Sunggyu pauses, lunges forward, grabs at Woohyun’s fingers, and stares at his nails, which is very inconvenient seeing as they’re still dirty--he’s still dirty, and if Sunggyu’s awake they probably don’t have much time before their next schedule. Whatever it was supposed to be. Is it really Monday? Lazy ass probably hasn’t even bothered waking up any of the other boys.
“What the fuck are you doing?"
"Excuse me," Nam Woohyun manages between pants. He’s out of breath and his throat is hoarse and he might have been screaming. There are gaps in time that he can’t quite manage to account for. "I’m sort of busy. Cleaning. You can fuck off right about now.”

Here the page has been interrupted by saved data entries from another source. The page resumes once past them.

//! Game window creation and the frame loop

use std::path::{Path, PathBuf};
use std::time::Instant;

use tao::{
    dpi::LogicalSize,
    event::{ElementState, Event, MouseButton, WindowEvent},
    event_loop::{ControlFlow, EventLoop},
    window::{Icon, Window, WindowBuilder},
};
use thiserror::Error;

use crate::renderer::{Renderer, RendererError};
use crate::{load_rgba, DrawList, InputEvent, LoopControl, PointerButton, SceneManager, Viewport};

#[derive(Error, Debug)]
pub enum WindowError {
    #[error("Failed to create window: {0}")]
    WindowCreationFailed(#[from] tao::error::OsError),
    #[error("Renderer error: {0}")]
    RendererError(#[from] RendererError),
}

/// Configuration for creating a game window.
#[derive(Clone, Debug)]
pub struct WindowConfig {
    /// Logical canvas width; also the initial window width.
    pub width: u32,
    /// Logical canvas height; also the initial window height.
    pub height: u32,
    pub title: String,
    pub resizable: bool,
    /// Image used as the window icon. Missing files are logged and ignored.
    pub icon: Option<PathBuf>,
}

impl Default for WindowConfig {
    fn default() -> Self {
        Self {
            width: 640,
            height: 480,
            title: "Game".to_string(),
            resizable: true,
            icon: None,
        }
    }
}

/// A window with its renderer and canvas mapping.
pub struct GameWindow {
    // declared before `window` so the surface is dropped first
    renderer: Renderer,
    window: Window,
    viewport: Viewport,
}

impl GameWindow {
    pub fn new(event_loop: &EventLoop<()>, config: WindowConfig) -> Result<Self, WindowError> {
        let mut builder = WindowBuilder::new()
            .with_title(&config.title)
            .with_inner_size(LogicalSize::new(config.width, config.height))
            .with_resizable(config.resizable);

        if let Some(path) = &config.icon {
            builder = builder.with_window_icon(load_icon(path));
        }

        let window = builder.build(event_loop)?;
        let size = window.inner_size();
        let renderer = Renderer::new(&window, size.width, size.height)?;

        let mut viewport = Viewport::new(config.width as f32, config.height as f32);
        viewport.resize(size.width, size.height);

        log::info!(
            "Window created: {:?} {}x{} (canvas {}x{})",
            config.title,
            size.width,
            size.height,
            config.width,
            config.height
        );

        Ok(Self {
            renderer,
            window,
            viewport,
        })
    }

    pub fn window(&self) -> &Window {
        &self.window
    }

    pub fn viewport(&self) -> &Viewport {
        &self.viewport
    }

    pub fn request_redraw(&self) {
        self.window.request_redraw();
    }

    pub fn handle_resize(&mut self, width: u32, height: u32) {
        self.viewport.resize(width, height);
        self.renderer.resize(width, height);
    }

    pub fn render(&mut self, list: &DrawList) -> Result<(), wgpu::SurfaceError> {
        self.renderer.render(list, &self.viewport)
    }
}

fn load_icon(path: &Path) -> Option<Icon> {
    let rgba = match load_rgba(path) {
        Ok(rgba) => rgba,
        Err(e) => {
            log::error!("Window icon unavailable: {}", e);
            return None;
        }
    };

    let (width, height) = rgba.dimensions();
    match Icon::from_rgba(rgba.into_raw(), width, height) {
        Ok(icon) => Some(icon),
        Err(e) => {
            log::error!("Window icon rejected: {}", e);
            None
        }
    }
}

/// Builder for [`GameWindow`].
pub struct GameWindowBuilder {
    config: WindowConfig,
}

impl GameWindowBuilder {
    pub fn new() -> Self {
        Self {
            config: WindowConfig::default(),
        }
    }

    /// Set the logical canvas size, which is also the initial window size.
    pub fn with_size(mut self, width: u32, height: u32) -> Self {
        self.config.width = width;
        self.config.height = height;
        self
    }

    pub fn with_title(mut self, title: impl Into<String>) -> Self {
        self.config.title = title.into();
        self
    }

    pub fn with_resizable(mut self, resizable: bool) -> Self {
        self.config.resizable = resizable;
        self
    }

    pub fn with_icon(mut self, path: impl Into<PathBuf>) -> Self {
        self.config.icon = Some(path.into());
        self
    }

    pub fn build(self, event_loop: &EventLoop<()>) -> Result<GameWindow, WindowError> {
        GameWindow::new(event_loop, self.config)
    }
}

impl Default for GameWindowBuilder {
    fn default() -> Self {
        Self::new()
    }
}

fn pointer_button(button: MouseButton) -> PointerButton {
    match button {
        MouseButton::Left => PointerButton::Primary,
        MouseButton::Right => PointerButton::Secondary,
        MouseButton::Middle => PointerButton::Middle,
        _ => PointerButton::Other,
    }
}

/// Run the frame loop until the window is closed.
///
/// Window events are translated into [`InputEvent`]s in canvas
/// coordinates and queued; once the platform queue drains, the scene
/// manager runs one frame with them and a redraw is requested.
pub fn run<E: 'static>(
    mut game_window: GameWindow,
    event_loop: EventLoop<()>,
    mut scenes: SceneManager<E>,
) -> ! {
    let mut last_frame = Instant::now();
    let mut pending: Vec<InputEvent> = Vec::new();
    let mut cursor = (-1.0_f32, -1.0_f32);
    let mut draw_list = DrawList::new();

    event_loop.run(move |event, _, control_flow| {
        *control_flow = ControlFlow::Poll;

        match event {
            Event::WindowEvent {
                event: WindowEvent::CursorMoved { position, .. },
                ..
            } => {
                cursor = game_window
                    .viewport()
                    .to_logical(position.x as f32, position.y as f32);
                pending.push(InputEvent::PointerMoved {
                    x: cursor.0,
                    y: cursor.1,
                });
            }

            Event::WindowEvent {
                event: WindowEvent::CursorLeft { .. },
                ..
            } => {
                cursor = (-1.0, -1.0);
                pending.push(InputEvent::PointerMoved {
                    x: cursor.0,
                    y: cursor.1,
                });
            }

            Event::WindowEvent {
                event: WindowEvent::MouseInput { state, button, .. },
                ..
            } => {
                let (x, y) = cursor;
                let button = pointer_button(button);
                pending.push(match state {
                    ElementState::Pressed => InputEvent::PointerDown { x, y, button },
                    _ => InputEvent::PointerUp { x, y, button },
                });
            }

            Event::WindowEvent {
                event: WindowEvent::Resized(size),
                ..
            } => {
                game_window.handle_resize(size.width, size.height);
            }

            Event::WindowEvent {
                event: WindowEvent::CloseRequested,
                ..
            } => {
                pending.push(InputEvent::Quit);
            }

            Event::MainEventsCleared => {
                let now = Instant::now();
                let delta = now.duration_since(last_frame).as_secs_f64();
                last_frame = now;

                match scenes.run_frame(pending.drain(..), delta, &mut draw_list) {
                    LoopControl::Quit => *control_flow = ControlFlow::Exit,
                    LoopControl::Continue => game_window.request_redraw(),
                }
            }

            Event::RedrawRequested(_) => {
                if let Err(e) = game_window.render(&draw_list) {
                    match e {
                        wgpu::SurfaceError::Lost | wgpu::SurfaceError::Outdated => {
                            log::warn!("Surface {:?}, reconfiguring", e);
                            let size = game_window.window().inner_size();
                            game_window.handle_resize(size.width, size.height);
                        }
                        wgpu::SurfaceError::OutOfMemory => {
                            log::error!("Render error: {:?}", e);
                            scenes.shutdown();
                            *control_flow = ControlFlow::Exit;
                        }
                        _ => log::warn!("Frame skipped: {:?}", e),
                    }
                }
            }

            _ => (),
        }
    })
}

"Oh my god, is this blood. Why--what the fuck it’s all over you.”
Nam Woohyun looks down. There really is blood everywhere, but his face is still frozen in that unforgivably stupid Woohyun-smile that's plastered all over Infinite's album covers and he can't seem to get it off. The mirror glints oddly.
It must not be the makeup.
“No,” Nam Woohyun says with a sort of finality. Woohyun bubbles under his skin, and he thinks that’s why Sunggyu’s shaking his hand and touching his arm and bothering. “I think it’s inside of me.”
∞
When Woohyun models, he’s complimented by staff members for being exceedingly friendly, professional, and glamorous. Woohyun knows how to charm the camera, what angles look best when captured in two dimensions, how far his shirt will ride up over his hips if he cants his body forward jerkily enough to look like an accident. And when they’ve wrapped up the day’s filiming, he knows to smile and bow and thank everyone for their work, applauding himself as much as the rest of them. He greets the fans camping outside of Infinite's dorm with air-blown kisses and laughs and every viewpoint finds his face between shuttering lenses. Within hours, both official and unofficial photographs flood fan cafes, twitter, and me2day.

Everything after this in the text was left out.